Kidney stones aren’t just painful; they’ve also been linked to future health problems such as kidney disease and cardiovascular disease. It’s estimated that 1 in 10 people will have a kidney stone at some time in their lives.
While the risk of getting kidney stones is higher in men, their incidence has doubled in both men and women over the past two decades. There’s also been a sharp rise in the number of children with kidney stones. Fortunately, everyone can take action to prevent kidney stones.
1. Drink up
Drink enough water to keep your urine well diluted (light yellow to colorless). About 12 servings of 8 ounces a day of all liquids is recommended for stone prevention. Good hydration prevents natural substances from binding together to form stones. When you’re exposed to heat and humidity, or if you sweat a lot during exercise, it’s especially important to stay well hydrated. Sweating may lead to dehydration and less urine production, and this can put you at risk for forming stones.
2. Eat well
Sodium or salt is a natural substance that builds up in the urine with increased dietary intake. Sodium is overly abundant in processed foods. Even though calcium stones are the most common type of stone, it is usually more sodium in the diet—not calcium—that increases the risk for calcium-based stones. Less sodium in the urine will mean less calcium in the urine to form stones. Follow a healthy diet that is rich in vegetables and fruits, whole grains and low-fat dairy products and less animal proteins. Limiting animal proteins will make the urine less acidic and help prevent stone formation. You can also make the urine less acidic with juices high in natural citrate (limeade, lemonade, orange juice), but without added sugar. Limit sugar-sweetened foods and drinks, especially those that contain high fructose corn syrup.
3. Lose smart
Obesity is linked to kidney stone formation. Weight-loss diets high in protein and low in carbohydrates have been found to increase the risk of kidney stones. Crash diets that lead to rapid weight loss add to this risk, as well as to other serious health problems. Seek guidance from your healthcare professional most notably a registered dietitian or nutritionist (RDN), regarding weight loss and diet.

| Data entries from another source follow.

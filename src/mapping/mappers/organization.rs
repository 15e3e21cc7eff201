use super::date;
use crate::ids::{EntityPath, IdBuilder};
use crate::mapping::{RecordKind, RecordMapper, Row};
use crate::normalize::as_date;
use crate::vocab::{dcterms, owl, rov};
use oxrdf::vocab::rdf;
use oxrdf::{NamedNode, Triple};

const NUMBER: usize = 0;
const JURIDICAL_FORM: usize = 4;
const START_DATE: usize = 5;

/// Enterprise file: registered organization with its registration record
pub struct OrganizationMapper;

impl RecordMapper for OrganizationMapper {
    fn kind(&self) -> RecordKind {
        RecordKind::Organization
    }

    fn map(&self, ids: &IdBuilder, row: &Row) -> Vec<Triple> {
        let number = row.field(NUMBER);
        let subject = ids.entity_at(EntityPath::Organization, number);
        let registration = ids.entity_at(EntityPath::Registration, number);

        let mut triples = vec![
            Triple::new(
                subject.clone(),
                rdf::TYPE,
                rov::REGISTERED_ORGANIZATION.into_owned(),
            ),
            Triple::new(subject.clone(), rov::REGISTRATION, registration.clone()),
            Triple::new(subject.clone(), owl::SAME_AS, ids.external_company(number)),
        ];

        if let Some(issued) = as_date(row.field(START_DATE)) {
            triples.push(Triple::new(registration, dcterms::ISSUED, date(issued)));
        }
        if let Some(org_type) = ids.org_type(row.field(JURIDICAL_FORM)) {
            triples.push(Triple::new(subject, rov::ORG_TYPE, org_type));
        }
        triples
    }

    fn subject(&self, ids: &IdBuilder, row: &Row) -> Option<NamedNode> {
        Some(ids.entity_at(EntityPath::Organization, row.field(NUMBER)))
    }
}
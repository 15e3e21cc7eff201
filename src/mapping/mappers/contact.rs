use crate::ids::IdBuilder;
use crate::mapping::{RecordKind, RecordMapper, Row};
use crate::normalize::{as_mail, as_page, as_phone};
use crate::vocab::foaf;
use oxrdf::{NamedNode, NamedNodeRef, Triple};
use tracing::debug;

const NUMBER: usize = 0;
const CONTACT_TYPE: usize = 2;
const VALUE: usize = 3;

#[derive(Debug, Clone, Copy, PartialEq, Eq)]
pub enum ContactType {
    Phone,
    Web,
    Email,
}

impl ContactType {
    pub fn from_code(code: &str) -> Option<ContactType> {
        match code {
            "TEL" => Some(ContactType::Phone),
            "WEB" => Some(ContactType::Web),
            "EMAIL" => Some(ContactType::Email),
            _ => None,
        }
    }

    fn predicate(self) -> NamedNodeRef<'static> {
        match self {
            ContactType::Phone => foaf::PHONE,
            ContactType::Web => foaf::HOMEPAGE,
            ContactType::Email => foaf::MBOX,
        }
    }

    fn normalize(self, raw: &str) -> Option<NamedNode> {
        match self {
            ContactType::Phone => as_phone(raw),
            ContactType::Web => as_page(raw),
            ContactType::Email => as_mail(raw),
        }
    }
}

/// Contact file: phone, web page and email of organizations and sites
pub struct ContactMapper;

impl RecordMapper for ContactMapper {
    fn kind(&self) -> RecordKind {
        RecordKind::Contact
    }

    fn map(&self, ids: &IdBuilder, row: &Row) -> Vec<Triple> {
        let Some(contact_type) = ContactType::from_code(row.field(CONTACT_TYPE)) else {
            debug!("Unknown contact type {}", row.field(CONTACT_TYPE));
            return Vec::new();
        };
        match contact_type.normalize(row.field(VALUE)) {
            Some(contact) => vec![Triple::new(
                ids.entity(row.field(NUMBER)),
                contact_type.predicate(),
                contact,
            )],
            None => Vec::new(),
        }
    }
}
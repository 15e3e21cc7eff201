use cbe_lod::config::Config;
use cbe_lod::logging;
use cbe_lod::pipeline::{FileStatus, Pipeline, PipelineResult};
use cbe_lod::server::{self, AppState};
use clap::{Parser, Subcommand};
use std::path::PathBuf;
use tracing::{error, info};

#[derive(Parser)]
#[command(name = "cbe_lod")]
#[command(about = "Belgian company register (CBE) open data to linked data")]
#[command(version)]
struct Cli {
    /// Configuration file
    #[arg(long, default_value = "config.toml")]
    config: PathBuf,

    #[command(subcommand)]
    command: Commands,
}

#[derive(Subcommand)]
enum Commands {
    /// Convert a full register extract into cbe.nt and cbetypes.nt
    Convert {
        /// Directory with the extract's CSV files
        input: PathBuf,
        /// Directory receiving the output files
        output: PathBuf,
    },
    /// Convert an update extract into cbe-upd.nt and *_id.csv retraction lists
    Update {
        input: PathBuf,
        output: PathBuf,
    },
    /// Serve entity lookups over HTTP
    Serve {
        #[arg(long)]
        port: Option<u16>,
        /// N-Triples file produced by `convert`, used before the public search
        #[arg(long)]
        store: Option<PathBuf>,
    },
}

fn print_result(result: &PipelineResult) {
    println!("\n📊 Results for {}:", result.output_file);
    for file in &result.files {
        let status = match file.status {
            FileStatus::Processed => "ok",
            FileStatus::Missing => "missing",
            FileStatus::Failed => "FAILED",
        };
        println!(
            "   {:<28} {:>8} rows {:>10} written  {}",
            file.file_name, file.rows_read, file.written, status
        );
    }
    println!("   Statements: {}", result.triples_written);
    if result.ids_written > 0 {
        println!("   Retracted ids: {}", result.ids_written);
    }

    let errors = result.errors();
    if !errors.is_empty() {
        println!("\n⚠️  Errors encountered:");
        for error in &errors {
            println!("   - {}", error);
        }
    }
}

#[tokio::main]
async fn main() -> anyhow::Result<()> {
    dotenv::dotenv().ok();
    logging::init_logging();

    let cli = Cli::parse();
    let mut config = Config::load_or_default(&cli.config)?;

    match cli.command {
        Commands::Convert { input, output } => {
            println!("🔄 Converting {}...", input.display());
            let pipeline = Pipeline::from_config(&config);
            let results =
                tokio::task::spawn_blocking(move || pipeline.convert(&input, &output)).await??;
            for result in &results {
                print_result(result);
            }
        }
        Commands::Update { input, output } => {
            println!("🔄 Converting update {}...", input.display());
            let pipeline = Pipeline::from_config(&config);
            let result =
                tokio::task::spawn_blocking(move || pipeline.update(&input, &output)).await??;
            print_result(&result);
        }
        Commands::Serve { port, store } => {
            if let Some(port) = port {
                config.server.port = port;
            }
            if store.is_some() {
                config.server.store = store;
            }
            cbe_lod::metrics::init_metrics();

            let state = AppState::from_config(&config)?;
            info!("Starting lookup service on port {}", config.server.port);
            if let Err(e) = server::start_server(state, config.server.port).await {
                error!("Server stopped: {}", e);
                return Err(e);
            }
        }
    }
    Ok(())
}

4. Beware of future stones
Passing a kidney stone is often described as one of the most painful experiences a person can have, but unfortunately, it's not always a one-time event. Studies have shown that having even one stone greatly increases your chances of having another. If you get a stone, it’s important to heed the advice of a primary care clinician or kidney specialist (nephrologist or urologist). Blood and 24-hour urine testing for metabolic kidney stone risk can help your clinician tailor an individual stone prevention treatment plan.